What if you only want some of your packages to be installed from MELPA, and the rest from Marmalade or elsewhere?
In Emacs 24.4 and later, package-pinned-packages
allows you to exclude or include versions according to their
source. For users using older versions of Emacs, we provide
a package-filter.el
package (available in MELPA)
that will allow you to enable only certain packages or exclude
certain packages. You can install the package manually by
pasting this into your *scratch*
buffer and
evaluating it.
(progn
(switch-to-buffer
(url-retrieve-synchronously
"https://raw.github.com/melpa/package-filter/master/package-filter.el"))
(package-install-from-buffer (package-buffer-info) 'single))
You can then customize two variables:
package-archive-enable-alist
Optional Alist of enabled packages used
by package-filter
. The format
is (ARCHIVE . PACKAGE ...)
,
where ARCHIVE
is a string matching an archive
name inpackage-archives
, PACKAGE
is a symbol of a package in ARCHIVE
to
enable.
If no ARCHIVE
exists in the alist, all
packages are enabled.
package-archive-exclude-alist
Alist of packages excluded by package-filter
.
The format is (ARCHIVE . PACKAGE ...)
, where
ARCHIVE
is a string matching an archive name
in package-archives
, PACKAGE
is
a symbol of a package in that archive to exclude.
Any specified package is excluded regardless of the value
of package-archive-enable-alist
This occasionally happens when using Emacs <= 26.2 with Gnutls >= 3.6. The recommended fix is to update to Emacs 26.3 or greater. Alternatively you can disable TLS1.3 by adding the following setting early in your init file. For more information see Emacs bug#34341.
(setq gnutls-algorithm-priority "NORMAL:-VERS-TLS1.3")

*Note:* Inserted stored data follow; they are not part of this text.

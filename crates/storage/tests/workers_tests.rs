#![forbid(unsafe_code)]

mod support;

use support::{cleanup, open_store};

#[test]
fn register_heartbeat_deregister_lifecycle() {
    let (mut store, db_path) = open_store("workers_lifecycle");

    store.register_worker("host#100#1", 100, 0).expect("register");
    store.register_worker("host#101#2", 101, 0).expect("register");

    let live = store.live_workers(1_000, 10_000).expect("live");
    assert_eq!(live.len(), 2);

    store.worker_heartbeat("host#100#1", 5_000).expect("beat");
    let live = store.live_workers(15_000, 10_000).expect("live");
    assert_eq!(live.len(), 1);
    assert_eq!(live[0].worker_id, "host#100#1");
    assert_eq!(live[0].last_heartbeat_ms, 5_000);

    assert!(store.deregister_worker("host#100#1").expect("deregister"));
    assert!(!store.deregister_worker("host#100#1").expect("second"));
    assert!(store.live_workers(15_000, 10_000).expect("live").is_empty());

    cleanup(&db_path);
}

#[test]
fn reregistering_takes_over_the_row() {
    let (mut store, db_path) = open_store("workers_rereg");
    store.register_worker("w", 100, 0).expect("first");
    let record = store.register_worker("w", 200, 9_000).expect("second");
    assert_eq!(record.pid, 200);

    let live = store.live_workers(9_000, 10_000).expect("live");
    assert_eq!(live.len(), 1);
    assert_eq!(live[0].pid, 200);
    cleanup(&db_path);
}

#[test]
fn stale_rows_are_purged() {
    let (mut store, db_path) = open_store("workers_stale");
    store.register_worker("old", 1, 0).expect("old");
    store.register_worker("new", 2, 50_000).expect("new");

    let removed = store.cleanup_stale_workers(60_000, 30_000).expect("cleanup");
    assert_eq!(removed, 1);

    let live = store.live_workers(60_000, 30_000).expect("live");
    assert_eq!(live.len(), 1);
    assert_eq!(live[0].worker_id, "new");
    cleanup(&db_path);
}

There is a small bug in Emacs 24’s package.el
such
that the dependency order comes out backwards. The problem is
patched by some advice.
(defadvice package-compute-transaction
(around package-compute-transaction-fix activate)

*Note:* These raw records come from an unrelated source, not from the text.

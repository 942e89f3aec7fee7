#![forbid(unsafe_code)]

mod commands;
mod render;
mod supervisor;

use qc_core::payload::PayloadError;
use qc_storage::StoreError;
use supervisor::SupervisorError;

fn usage() -> &'static str {
    "queuectl — durable background job queue for shell commands\n\n\
USAGE:\n\
  queuectl [--db-path PATH] <command> [args]\n\n\
COMMANDS:\n\
  init                                  create the queue database and defaults\n\
  enqueue [JSON] [--file PATH]          enqueue one job or an array of jobs\n\
  list [--state S] [--limit N] [--pending-ready-only] [--json]\n\
  status [--json]                       queue counts, workers, and metrics\n\
  logs <id>                             show a job's captured output\n\
  worker start [--count N]              spawn N worker processes\n\
  worker stop                           drain and stop the worker pool\n\
  dlq list [--limit N] [--json]         list dead-letter jobs\n\
  dlq retry <id>                        re-queue a dead-letter job\n\
  config get [KEY]                      print one tunable (or all)\n\
  config set <KEY> <VALUE>              update a tunable\n\n\
NOTES:\n\
  - QUEUECTL_DB_PATH overrides the default database location (~/.queuectl/queue.db).\n\
  - exit codes: 0 ok, 1 failure/conflict, 2 invalid input.\n"
}

/// CLI failure split along the exit-code boundary: invalid input exits 2,
/// everything else exits 1.
#[derive(Debug)]
pub(crate) enum CliError {
    Input(String),
    Failure(String),
}

impl CliError {
    fn exit_code(&self) -> i32 {
        match self {
            CliError::Input(_) => 2,
            CliError::Failure(_) => 1,
        }
    }

    fn message(&self) -> &str {
        match self {
            CliError::Input(message) | CliError::Failure(message) => message,
        }
    }
}

impl From<StoreError> for CliError {
    fn from(value: StoreError) -> Self {
        match value {
            StoreError::InvalidInput(_) | StoreError::InvalidConfigValue(_) => {
                CliError::Input(value.to_string())
            }
            _ => CliError::Failure(value.to_string()),
        }
    }
}

impl From<PayloadError> for CliError {
    fn from(value: PayloadError) -> Self {
        CliError::Input(value.to_string())
    }
}

impl From<SupervisorError> for CliError {
    fn from(value: SupervisorError) -> Self {
        CliError::Failure(value.to_string())
    }
}

fn main() {
    let mut args: Vec<String> = std::env::args().skip(1).collect();

    if args.iter().any(|a| a == "-h" || a == "--help") || args.is_empty() {
        print!("{}", usage());
        std::process::exit(if args.is_empty() { 2 } else { 0 });
    }

    // --db-path is accepted anywhere on the line; strip it before dispatch.
    let mut db_path_flag: Option<std::path::PathBuf> = None;
    if let Some(idx) = args.iter().position(|a| a == "--db-path") {
        if idx + 1 >= args.len() {
            eprintln!("error: --db-path requires PATH");
            std::process::exit(2);
        }
        db_path_flag = Some(std::path::PathBuf::from(&args[idx + 1]));
        args.drain(idx..=idx + 1);
    }
    let db_path = qc_storage::resolve_db_path(db_path_flag.as_deref());

    let Some(command) = args.first().cloned() else {
        print!("{}", usage());
        std::process::exit(2);
    };
    let rest = &args[1..];

    let outcome = match command.as_str() {
        "init" => commands::init(&db_path, rest),
        "enqueue" => commands::enqueue(&db_path, rest),
        "list" => commands::list(&db_path, rest),
        "status" => commands::status(&db_path, rest),
        "logs" => commands::logs(&db_path, rest),
        "worker" => commands::worker(&db_path, rest),
        "dlq" => commands::dlq(&db_path, rest),
        "config" => commands::config(&db_path, rest),
        other => {
            eprintln!("error: unknown command: {other}\n\n{}", usage());
            std::process::exit(2);
        }
    };

    match outcome {
        Ok(()) => {}
        Err(err) => {
            eprintln!("error: {}", err.message());
            std::process::exit(err.exit_code());
        }
    }
}
#![forbid(unsafe_code)]

use std::path::PathBuf;
use std::sync::atomic::{AtomicU64, Ordering};

use qc_core::payload::EnqueueSpec;
use qc_storage::SqliteStore;

static NONCE: AtomicU64 = AtomicU64::new(0);

pub fn temp_db_path(prefix: &str) -> PathBuf {
    let pid = std::process::id();
    let nonce = NONCE.fetch_add(1, Ordering::Relaxed);
    let ms = qc_core::timeutil::now_ms();
    std::env::temp_dir()
        .join(format!("qc_storage_{prefix}_{pid}_{ms}_{nonce}"))
        .join("queue.db")
}

pub fn open_store(prefix: &str) -> (SqliteStore, PathBuf) {
    let db_path = temp_db_path(prefix);
    let store = SqliteStore::open(&db_path).expect("open store");
    (store, db_path)
}

pub fn cleanup(db_path: &std::path::Path) {
    if let Some(dir) = db_path.parent() {
        let _ = std::fs::remove_dir_all(dir);
    }
}

pub fn spec(id: Option<&str>, command: &str) -> EnqueueSpec {
    EnqueueSpec {
        id: id.map(str::to_string),
        command: command.to_string(),
        priority: 0,
        run_at: None,
        timeout_s: None,
        max_retries: None,
        backoff_base: None,
    }
}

"Fix order of requirements."
(let ((package-list (ad-get-arg 0)))
(let (package-list)
(ad-set-args 0 (list nil (ad-get-arg 1)))
ad-do-it)
(dolist (elt (nreverse ad-return-value))
(setq package-list (cons elt (delq elt package-list))))

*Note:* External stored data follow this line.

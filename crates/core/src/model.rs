#![forbid(unsafe_code)]

/// Lifecycle state of a job row.
///
/// Retryable failures reschedule the job back to `Pending`; `Failed` exists
/// as a filter/stats bucket but is never left at rest.
#[derive(Clone, Copy, Debug, PartialEq, Eq)]
pub enum JobState {
    Pending,
    Processing,
    Completed,
    Failed,
    Dead,
}

impl JobState {
    pub const ALL: [JobState; 5] = [
        JobState::Pending,
        JobState::Processing,
        JobState::Completed,
        JobState::Failed,
        JobState::Dead,
    ];

    pub fn as_str(self) -> &'static str {
        match self {
            JobState::Pending => "pending",
            JobState::Processing => "processing",
            JobState::Completed => "completed",
            JobState::Failed => "failed",
            JobState::Dead => "dead",
        }
    }

    pub fn parse(raw: &str) -> Option<JobState> {
        let lowered = raw.trim().to_ascii_lowercase();
        match lowered.as_str() {
            "pending" => Some(JobState::Pending),
            "processing" => Some(JobState::Processing),
            "completed" => Some(JobState::Completed),
            "failed" => Some(JobState::Failed),
            "dead" => Some(JobState::Dead),
            _ => None,
        }
    }

    pub fn is_terminal(self) -> bool {
        matches!(self, JobState::Completed | JobState::Dead)
    }
}

/// How a single execution attempt ended, as reported by the executor.
#[derive(Clone, Copy, Debug, PartialEq, Eq)]
pub enum ExecOutcome {
    Exited,
    TimedOut,
    LaunchFailed,
}

impl ExecOutcome {
    pub fn as_str(self) -> &'static str {
        match self {
            ExecOutcome::Exited => "exited",
            ExecOutcome::TimedOut => "timed_out",
            ExecOutcome::LaunchFailed => "launch_failed",
        }
    }
}

#[cfg(test)]
mod tests {
    use super::*;

    #[test]
    fn job_state_round_trips_through_strings() {
        for state in JobState::ALL {
            assert_eq!(JobState::parse(state.as_str()), Some(state));
        }
        assert_eq!(JobState::parse(" PENDING "), Some(JobState::Pending));
        assert_eq!(JobState::parse("queued"), None);
    }

    #[test]
    fn terminal_states_are_completed_and_dead() {
        assert!(JobState::Completed.is_terminal());
        assert!(JobState::Dead.is_terminal());
        assert!(!JobState::Pending.is_terminal());
        assert!(!JobState::Processing.is_terminal());
        assert!(!JobState::Failed.is_terminal());
    }
}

(setq ad-return-value package-list)))
After running package-list-packages
,
type U (mark Upgradable packages) and then x
(eXecute the installs and deletions). When it’s done
installing all the packages it will ask if you want to delete
the obsolete packages and so you can hit y (Yes).
If you run into a problem installing or upgrading, you may
need to go into your ~/.emacs.d/elpa/
directory
and delete packages that are installed multiple times. This
can happen when the install times out.
In so many words, fork the project's source tree and create a pull request with a recipe for your package. The README.md file on GitHub has more details.
https://github.com/melpa/melpa
Contributions are welcome. Currently, the builder supports packages using Git, Mercurial, and EmacsWiki (deprecated due to security concerns). Support for Bazaar, CVS, Darcs, Fossil and Subversion has been removed due to very limited use.